[[ Record set open ]]

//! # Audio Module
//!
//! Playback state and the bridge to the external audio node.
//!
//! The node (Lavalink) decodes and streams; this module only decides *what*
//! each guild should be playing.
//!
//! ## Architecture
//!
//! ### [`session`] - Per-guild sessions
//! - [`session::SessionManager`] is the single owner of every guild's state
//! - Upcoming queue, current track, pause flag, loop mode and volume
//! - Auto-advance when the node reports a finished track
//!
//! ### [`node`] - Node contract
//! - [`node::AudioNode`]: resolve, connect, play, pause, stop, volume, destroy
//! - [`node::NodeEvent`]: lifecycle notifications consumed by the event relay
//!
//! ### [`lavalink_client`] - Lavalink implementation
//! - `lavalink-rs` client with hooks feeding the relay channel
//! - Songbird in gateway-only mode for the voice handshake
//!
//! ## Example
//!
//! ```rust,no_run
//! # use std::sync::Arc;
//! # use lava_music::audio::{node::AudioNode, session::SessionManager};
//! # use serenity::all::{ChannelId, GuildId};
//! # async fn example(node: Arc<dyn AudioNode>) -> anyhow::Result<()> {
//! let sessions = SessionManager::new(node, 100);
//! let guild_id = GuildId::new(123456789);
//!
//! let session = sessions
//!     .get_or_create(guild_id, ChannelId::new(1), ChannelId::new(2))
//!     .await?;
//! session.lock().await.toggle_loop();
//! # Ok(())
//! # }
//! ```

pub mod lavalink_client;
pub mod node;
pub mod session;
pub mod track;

[[ Record set closed ]]
[[ Record set open ]]

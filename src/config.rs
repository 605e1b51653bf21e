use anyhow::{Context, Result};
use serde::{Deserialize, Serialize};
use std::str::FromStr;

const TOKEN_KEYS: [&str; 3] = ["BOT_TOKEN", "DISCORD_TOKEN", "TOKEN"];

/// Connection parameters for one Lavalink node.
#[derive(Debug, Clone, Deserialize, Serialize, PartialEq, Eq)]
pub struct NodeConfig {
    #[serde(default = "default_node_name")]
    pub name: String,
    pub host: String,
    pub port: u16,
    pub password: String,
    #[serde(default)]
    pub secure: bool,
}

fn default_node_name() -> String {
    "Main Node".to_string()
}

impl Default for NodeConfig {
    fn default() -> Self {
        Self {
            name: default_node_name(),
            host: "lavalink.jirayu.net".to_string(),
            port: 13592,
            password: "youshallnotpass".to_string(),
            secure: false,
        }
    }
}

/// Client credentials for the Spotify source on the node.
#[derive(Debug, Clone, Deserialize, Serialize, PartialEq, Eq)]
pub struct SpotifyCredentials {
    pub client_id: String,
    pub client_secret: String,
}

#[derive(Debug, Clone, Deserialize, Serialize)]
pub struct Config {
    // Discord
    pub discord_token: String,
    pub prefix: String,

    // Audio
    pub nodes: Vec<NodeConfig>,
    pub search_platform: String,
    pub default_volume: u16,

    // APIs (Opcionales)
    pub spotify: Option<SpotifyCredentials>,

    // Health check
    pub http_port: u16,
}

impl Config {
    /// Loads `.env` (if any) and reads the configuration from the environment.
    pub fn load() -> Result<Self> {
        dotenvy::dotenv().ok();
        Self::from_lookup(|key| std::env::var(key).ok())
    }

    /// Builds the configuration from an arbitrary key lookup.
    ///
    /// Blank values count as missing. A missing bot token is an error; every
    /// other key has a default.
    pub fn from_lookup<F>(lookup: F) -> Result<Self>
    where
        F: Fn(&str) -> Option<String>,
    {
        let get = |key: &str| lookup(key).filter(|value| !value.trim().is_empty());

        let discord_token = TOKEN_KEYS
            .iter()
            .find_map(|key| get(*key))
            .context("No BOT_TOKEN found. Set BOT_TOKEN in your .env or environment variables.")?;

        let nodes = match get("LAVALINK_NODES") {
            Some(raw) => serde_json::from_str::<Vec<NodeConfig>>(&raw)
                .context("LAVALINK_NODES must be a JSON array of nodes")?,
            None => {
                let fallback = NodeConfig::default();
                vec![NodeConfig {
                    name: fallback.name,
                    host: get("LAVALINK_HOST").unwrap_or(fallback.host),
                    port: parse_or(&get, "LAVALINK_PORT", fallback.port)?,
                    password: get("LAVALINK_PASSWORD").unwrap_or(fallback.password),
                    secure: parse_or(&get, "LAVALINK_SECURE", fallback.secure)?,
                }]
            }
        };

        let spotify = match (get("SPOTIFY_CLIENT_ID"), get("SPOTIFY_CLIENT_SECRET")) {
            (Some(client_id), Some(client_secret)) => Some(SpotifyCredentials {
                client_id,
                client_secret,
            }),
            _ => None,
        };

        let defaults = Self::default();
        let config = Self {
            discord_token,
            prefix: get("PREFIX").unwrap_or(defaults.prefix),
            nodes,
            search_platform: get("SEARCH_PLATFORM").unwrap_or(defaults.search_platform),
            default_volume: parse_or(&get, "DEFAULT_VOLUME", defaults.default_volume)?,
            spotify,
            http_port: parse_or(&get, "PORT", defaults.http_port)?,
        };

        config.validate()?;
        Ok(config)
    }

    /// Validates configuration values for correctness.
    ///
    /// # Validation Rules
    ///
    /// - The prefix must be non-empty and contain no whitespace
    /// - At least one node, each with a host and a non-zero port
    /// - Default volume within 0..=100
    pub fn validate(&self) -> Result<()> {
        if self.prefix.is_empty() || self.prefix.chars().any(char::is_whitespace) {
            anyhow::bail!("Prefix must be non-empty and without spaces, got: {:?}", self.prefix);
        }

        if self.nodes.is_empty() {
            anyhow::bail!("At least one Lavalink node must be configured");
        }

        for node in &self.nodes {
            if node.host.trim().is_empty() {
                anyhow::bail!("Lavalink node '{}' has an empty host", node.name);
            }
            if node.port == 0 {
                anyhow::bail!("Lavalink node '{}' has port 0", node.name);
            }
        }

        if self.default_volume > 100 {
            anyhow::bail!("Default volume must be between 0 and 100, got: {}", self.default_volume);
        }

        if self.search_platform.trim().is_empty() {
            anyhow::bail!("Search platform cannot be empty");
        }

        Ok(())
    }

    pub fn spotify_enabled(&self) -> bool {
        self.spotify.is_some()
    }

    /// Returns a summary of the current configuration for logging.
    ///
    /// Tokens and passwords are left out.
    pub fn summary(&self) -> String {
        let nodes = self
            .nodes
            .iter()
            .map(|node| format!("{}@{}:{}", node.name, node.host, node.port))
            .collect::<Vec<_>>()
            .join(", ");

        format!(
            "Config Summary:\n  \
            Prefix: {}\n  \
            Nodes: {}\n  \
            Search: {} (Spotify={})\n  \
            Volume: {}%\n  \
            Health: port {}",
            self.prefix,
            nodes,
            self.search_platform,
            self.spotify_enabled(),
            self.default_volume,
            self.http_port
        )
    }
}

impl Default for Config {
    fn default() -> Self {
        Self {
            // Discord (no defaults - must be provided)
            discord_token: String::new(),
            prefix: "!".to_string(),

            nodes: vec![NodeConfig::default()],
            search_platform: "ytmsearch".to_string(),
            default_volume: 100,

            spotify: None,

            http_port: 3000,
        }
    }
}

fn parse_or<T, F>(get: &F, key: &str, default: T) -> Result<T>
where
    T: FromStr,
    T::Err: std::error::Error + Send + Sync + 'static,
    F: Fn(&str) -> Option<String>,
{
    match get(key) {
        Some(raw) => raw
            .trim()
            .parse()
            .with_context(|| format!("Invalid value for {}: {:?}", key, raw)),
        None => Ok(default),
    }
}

[[ Record set closed ]]
[[ Record set open ]]

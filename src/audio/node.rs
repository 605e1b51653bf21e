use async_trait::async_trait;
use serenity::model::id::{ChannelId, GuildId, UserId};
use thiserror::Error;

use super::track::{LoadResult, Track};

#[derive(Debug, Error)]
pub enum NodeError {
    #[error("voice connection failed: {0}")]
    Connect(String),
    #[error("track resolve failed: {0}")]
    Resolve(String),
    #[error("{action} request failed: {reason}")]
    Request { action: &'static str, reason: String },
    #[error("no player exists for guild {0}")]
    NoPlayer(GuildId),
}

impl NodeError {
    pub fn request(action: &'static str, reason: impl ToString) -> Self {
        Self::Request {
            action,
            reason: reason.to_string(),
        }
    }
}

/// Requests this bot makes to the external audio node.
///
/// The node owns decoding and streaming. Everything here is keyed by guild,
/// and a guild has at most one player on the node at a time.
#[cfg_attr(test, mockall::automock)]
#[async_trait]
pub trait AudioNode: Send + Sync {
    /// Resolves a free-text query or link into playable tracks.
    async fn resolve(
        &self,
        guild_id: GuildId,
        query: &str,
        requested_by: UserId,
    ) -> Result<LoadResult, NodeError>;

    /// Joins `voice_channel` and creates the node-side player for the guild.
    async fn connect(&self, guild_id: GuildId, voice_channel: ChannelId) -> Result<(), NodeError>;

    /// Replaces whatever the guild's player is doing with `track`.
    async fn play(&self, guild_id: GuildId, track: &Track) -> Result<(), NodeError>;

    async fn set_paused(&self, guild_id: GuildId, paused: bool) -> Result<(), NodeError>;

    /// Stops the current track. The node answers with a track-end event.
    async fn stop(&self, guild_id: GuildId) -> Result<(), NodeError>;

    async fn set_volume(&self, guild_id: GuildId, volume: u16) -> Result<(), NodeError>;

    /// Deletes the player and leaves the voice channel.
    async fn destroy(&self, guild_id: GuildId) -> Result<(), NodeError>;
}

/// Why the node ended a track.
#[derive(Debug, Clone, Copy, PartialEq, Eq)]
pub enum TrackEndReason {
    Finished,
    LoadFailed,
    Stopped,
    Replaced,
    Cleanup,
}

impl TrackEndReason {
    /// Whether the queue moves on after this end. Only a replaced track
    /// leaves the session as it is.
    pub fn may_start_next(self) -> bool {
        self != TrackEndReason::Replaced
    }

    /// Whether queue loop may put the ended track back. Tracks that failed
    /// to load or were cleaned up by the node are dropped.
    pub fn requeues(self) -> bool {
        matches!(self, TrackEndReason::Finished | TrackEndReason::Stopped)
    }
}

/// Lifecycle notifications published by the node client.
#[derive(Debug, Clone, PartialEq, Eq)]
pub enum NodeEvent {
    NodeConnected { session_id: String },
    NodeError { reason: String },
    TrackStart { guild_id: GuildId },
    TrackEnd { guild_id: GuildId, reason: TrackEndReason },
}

[[ Record set closed ]]

Activity: Look over the entries above. Copy every line that contains the word "values".

Finished exercise:
    /// Blank values count as missing. A missing bot token is an error; every
    /// Validates configuration values for correctness.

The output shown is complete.